Champagne
& Affiches
Plusieurs affichistes, dont certains de grand renom,
souvent également peintres et dessinateurs, ont travaillé
pour les producteurs de champagne. Entre 1890 et 1914, ce fut le cas
de Pierre
Bonnard, avec son affiche France-Champagne
de 1891, du Tchèque Alphons Mucha,
avec des affiches (mais aussi des cartes et menus)
pour Ruinart Père
et Fils (1897), Moët
et Chandon (1899), en trois versions White Star, Grand Crémant
Impérial et Dry Impérial, Heidsieck
et Cie Monopole (1901), de Louis Théophile (ou Léo)
Hingre, avec une affiche
pleine de sensualité orientale pour Roederer et une
autre pleine de vivacité pour la Société nouvelle
des grands vins d'Ay, de Mauzan qui, dans les Années folles,
a œuvré pour Pommery
et Greno, Giesler
et Victor Clicquot,
et des Anglais Walter
Crane, précurseur de l'art décoratif moderne,
et Beardsley, auteur d'une belle affiche destinée à Piper-Heidsieck.
Rogers
Broders, l'un des plus fameux illustrateur de sites touristiques
des Alpes et de la Méditerranée lorsqu'il travaillait
pour les chemins de fer PLM (Paris- Lyon- Marseille), fit aussi bénéficier
quelques Marques de son art particulièrement classique dont les
teintes pastel évoquent rève et le mythe du champagne.

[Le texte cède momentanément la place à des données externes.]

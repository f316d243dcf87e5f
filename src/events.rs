//! Host event interface.
//!
//! The host platform delivers lifecycle, fetch, push, and sync events. Each
//! kind maps to one method on [`EventHandler`]; [`dispatch`] is the thin
//! adapter a host calls with an [`AgentEvent`]. Awaiting the returned future
//! is what keeps the event alive until its work completes.

use async_trait::async_trait;

use crate::error::{AgentError, Result};
use crate::platform::{NotificationClick, PushMessage, Request, Response};

/// Result of intercepting a request.
#[derive(Debug, Clone, PartialEq, Eq)]
pub enum FetchOutcome {
    /// Not intercepted; the host performs its default network handling.
    PassThrough,
    /// Answered by the agent, from cache or network.
    Respond(Response),
}

impl FetchOutcome {
    pub fn response(&self) -> Option<&Response> {
        match self {
            FetchOutcome::Respond(response) => Some(response),
            FetchOutcome::PassThrough => None,
        }
    }
}

/// One method per host event kind.
#[async_trait]
pub trait EventHandler: Send + Sync {
    /// Populate the current cache generation. An error fails the install
    /// and the host retries later.
    async fn on_install(&self) -> Result<()>;

    /// Remove stale generations and take control of open pages.
    /// Returns the names of deleted caches.
    async fn on_activate(&self) -> Result<Vec<String>>;

    async fn on_fetch(&self, request: &Request) -> Result<FetchOutcome>;

    async fn on_push(&self, message: &PushMessage) -> Result<()>;

    async fn on_notification_click(&self, click: &NotificationClick) -> Result<()>;

    async fn on_sync(&self, tag: &str) -> Result<()>;

    async fn on_periodic_sync(&self, tag: &str) -> Result<()>;
}

/// An event as delivered by the host.
#[derive(Debug, Clone)]
pub enum AgentEvent {
    Install,
    Activate,
    Fetch(Request),
    Push(PushMessage),
    NotificationClick(NotificationClick),
    Sync { tag: String },
    PeriodicSync { tag: String },
}

impl AgentEvent {
    pub fn kind(&self) -> &'static str {
        match self {
            AgentEvent::Install => "install",
            AgentEvent::Activate => "activate",
            AgentEvent::Fetch(_) => "fetch",
            AgentEvent::Push(_) => "push",
            AgentEvent::NotificationClick(_) => "notificationclick",
            AgentEvent::Sync { .. } => "sync",
            AgentEvent::PeriodicSync { .. } => "periodicsync",
        }
    }
}

/// What the host should do after an event was handled.
#[derive(Debug)]
pub enum EventOutcome {
    Completed,
    /// Activation finished; these caches were deleted.
    Activated(Vec<String>),
    Fetch(FetchOutcome),
    /// The handler failed. The agent stays alive; the host applies its
    /// native failure handling (retry install, fail the request, and so on).
    Failed(AgentError),
}

impl EventOutcome {
    pub fn is_failed(&self) -> bool {
        matches!(self, EventOutcome::Failed(_))
    }
}

/// Deliver one event to a handler. Never panics on handler failure.
pub async fn dispatch<H: EventHandler + ?Sized>(handler: &H, event: AgentEvent) -> EventOutcome {
    let kind = event.kind();
    let result = match event {
        AgentEvent::Install => handler.on_install().await.map(|_| EventOutcome::Completed),
        AgentEvent::Activate => handler.on_activate().await.map(EventOutcome::Activated),
        AgentEvent::Fetch(request) => handler.on_fetch(&request).await.map(EventOutcome::Fetch),
        AgentEvent::Push(message) => handler.on_push(&message).await.map(|_| EventOutcome::Completed),
        AgentEvent::NotificationClick(click) => handler
            .on_notification_click(&click)
            .await
            .map(|_| EventOutcome::Completed),
        AgentEvent::Sync { tag } => handler.on_sync(&tag).await.map(|_| EventOutcome::Completed),
        AgentEvent::PeriodicSync { tag } => handler
            .on_periodic_sync(&tag)
            .await
            .map(|_| EventOutcome::Completed),
    };

    result.unwrap_or_else(|e| {
        tracing::warn!(event = kind, error = %e, "Event handler failed");
        EventOutcome::Failed(e)
    })
}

Cappiello a fait des affiches
pour Delbeck, De Rochegré
et l'Union des producteurs de Damery (Pur
Champagne), toutes trois de 1902, et il en fera encore en 1922
pour le champagne De
Castellane. Mieux que quiconque, il a appliqué les principes
d'efficacité publicitaire qu'il a lui-même énoncés,
à savoir : La surprise est à la base de publicité
- L'affiche doit être comme un acte d'autorité sur le passant
distrait - L'affiche, une fois sa mission publicitaire accomplie par
sa divulgation, doit être un moyen d'éducation et d'agrément
des foules.
Oberlé a dessiné en 1928 une
amusante composition pour Mumm,
en jouant de la similitude des cordons, celui porté par le président
de la République et le cordon rouge de la marque. Quant à
Gruau, il a fait pour les Vignerons et Maisons, en 1949,
une jolie affichette comportant une légende heureusement choisie
: Champagne...
irrésistible attrait. Paul Colin, un des maîtres
incontestés de l'affiche, aussi concis que puissant dans ses
réalisations, ne semble pas avoir été sollicité
par les Maisons de champagne mais il a tout de même
fait une place à la marque Charles
Heidsieck sur l'affiche du Bal
nègre du 11 février 1927. C'est à son homonyme Jean Colin que l'on doit la couverture pétillante du programme du 32ème Gala des Artistes qui, se déroulait sous le signe du champagne.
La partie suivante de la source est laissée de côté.